TASK GOAL -> Every line in the records below between the one holding "use crate::defaults;" and the one holding "use tokio::process::Command;", inclusive, is to be set down exactly; all other lines are to be left out.

[Start of Attachment]

//! Playback through an external command-line player (ffplay by default).

use crate::defaults;
use crate::error::{Result, SayflowError};
use crate::playback::Player;
use crate::speech::artifact::{AudioArtifact, AudioPayload};
use async_trait::async_trait;
use std::process::Stdio;
use tokio::io::AsyncWriteExt;
use tokio::process::Command;

/// Runs `program args... <input>` once per artifact and waits for it to exit.
///
/// File payloads pass their path as `<input>`; in-memory payloads are piped
/// through stdin with `pipe:0` as `<input>`.
#[derive(Debug, Clone, PartialEq, Eq)]
pub struct CommandPlayer {
    program: String,
    args: Vec<String>,
}

impl CommandPlayer {
    pub fn new(program: impl Into<String>, args: Vec<String>) -> Self {
        Self {
            program: program.into(),
            args,
        }
    }

    /// `ffplay -nodisp -autoexit -hide_banner`
    pub fn ffplay() -> Self {
        Self::new(
            defaults::PLAYER_COMMAND,
            defaults::PLAYER_ARGS.iter().map(|a| a.to_string()).collect(),
        )
    }

    pub fn program(&self) -> &str {
        &self.program
    }

    fn base_command(&self) -> Command {
        let mut command = Command::new(&self.program);
        command
            .args(&self.args)
            .stdout(Stdio::null())
            .stderr(Stdio::null())
            .kill_on_drop(true);
        command
    }

    fn start_error(&self, e: std::io::Error) -> SayflowError {
        SayflowError::Playback {
            message: format!("failed to start {}: {}", self.program, e),
        }
    }
}

impl Default for CommandPlayer {
    fn default() -> Self {
        Self::ffplay()
    }
}

#[async_trait]
impl Player for CommandPlayer {
    async fn play(&self, artifact: &AudioArtifact) -> Result<()> {
        let mut command = self.base_command();

        let status = match artifact.payload() {
            AudioPayload::File(path) => {
                command.arg(path).stdin(Stdio::null());
                command.status().await.map_err(|e| self.start_error(e))?
            }
            AudioPayload::Memory(bytes) => {
                command
                    .arg(defaults::PLAYER_STDIN_INPUT)
                    .stdin(Stdio::piped());
                let mut child = command.spawn().map_err(|e| self.start_error(e))?;
                if let Some(mut stdin) = child.stdin.take() {
                    // A player may exit before reading everything; its exit
                    // status decides the outcome.
                    if let Err(e) = stdin.write_all(bytes).await {
                        tracing::debug!(index = artifact.index(), error = %e, "player closed stdin early");
                    }
                }
                child.wait().await.map_err(|e| SayflowError::Playback {
                    message: format!("failed to wait for {}: {}", self.program, e),
                })?
            }
        };

        if !status.success() {
            return Err(SayflowError::Playback {
                message: format!("{} exited with {}", self.program, status),
            });
        }
        Ok(())
    }

    fn name(&self) -> &str {
        &self.program
    }
}

#[cfg(all(test, unix))]
mod tests {
    use super::*;
    use crate::speech::artifact::ArtifactStore;
    use tempfile::TempDir;

    fn sh(script: &str) -> CommandPlayer {
        // `sh -c script sh <input>` makes <input> available as $1.
        CommandPlayer::new(
            "sh",
            vec!["-c".to_string(), script.to_string(), "sh".to_string()],
        )
    }

    #[test]
    fn test_ffplay_defaults() {
        let player = CommandPlayer::default();
        assert_eq!(player.program(), "ffplay");
        assert_eq!(player.args, vec!["-nodisp", "-autoexit", "-hide_banner"]);
    }

    #[tokio::test]
    async fn test_file_payload_passes_path() {
        let dir = TempDir::new().unwrap();
        let artifact = ArtifactStore::directory(dir.path(), "s", "opus")
            .persist(0, b"audio".to_vec())
            .await
            .unwrap();

        let player = sh(r#"test -s "$1""#);
        assert!(player.play(&artifact).await.is_ok());
    }

    #[tokio::test]
    async fn test_memory_payload_is_piped() {
        let artifact = AudioArtifact::in_memory(0, b"audio".to_vec());
        let player = sh(r#"test "$1" = pipe:0 && test "$(cat)" = audio"#);
        assert!(player.play(&artifact).await.is_ok());
    }

    #[tokio::test]
    async fn test_non_zero_exit_is_playback_error() {
        let artifact = AudioArtifact::in_memory(0, vec![]);
        match sh("exit 3").play(&artifact).await {
            Err(SayflowError::Playback { message }) => assert!(message.contains("sh exited")),
            other => panic!("Expected Playback error, got {:?}", other),
        }
    }

    #[tokio::test]
    async fn test_missing_program_is_playback_error() {
        let player = CommandPlayer::new("sayflow-no-such-player", vec![]);
        let artifact = AudioArtifact::in_memory(0, vec![]);
        match player.play(&artifact).await {
            Err(SayflowError::Playback { message }) => {
                assert!(message.contains("failed to start sayflow-no-such-player"));
            }
            other => panic!("Expected Playback error, got {:?}", other),
        }
    }
}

[End of Attachment]

RESPONSE TO THIS EXERCISE ->
use crate::defaults;
use crate::error::{Result, SayflowError};
use crate::playback::Player;
use crate::speech::artifact::{AudioArtifact, AudioPayload};
use async_trait::async_trait;
use std::process::Stdio;
use tokio::io::AsyncWriteExt;
use tokio::process::Command;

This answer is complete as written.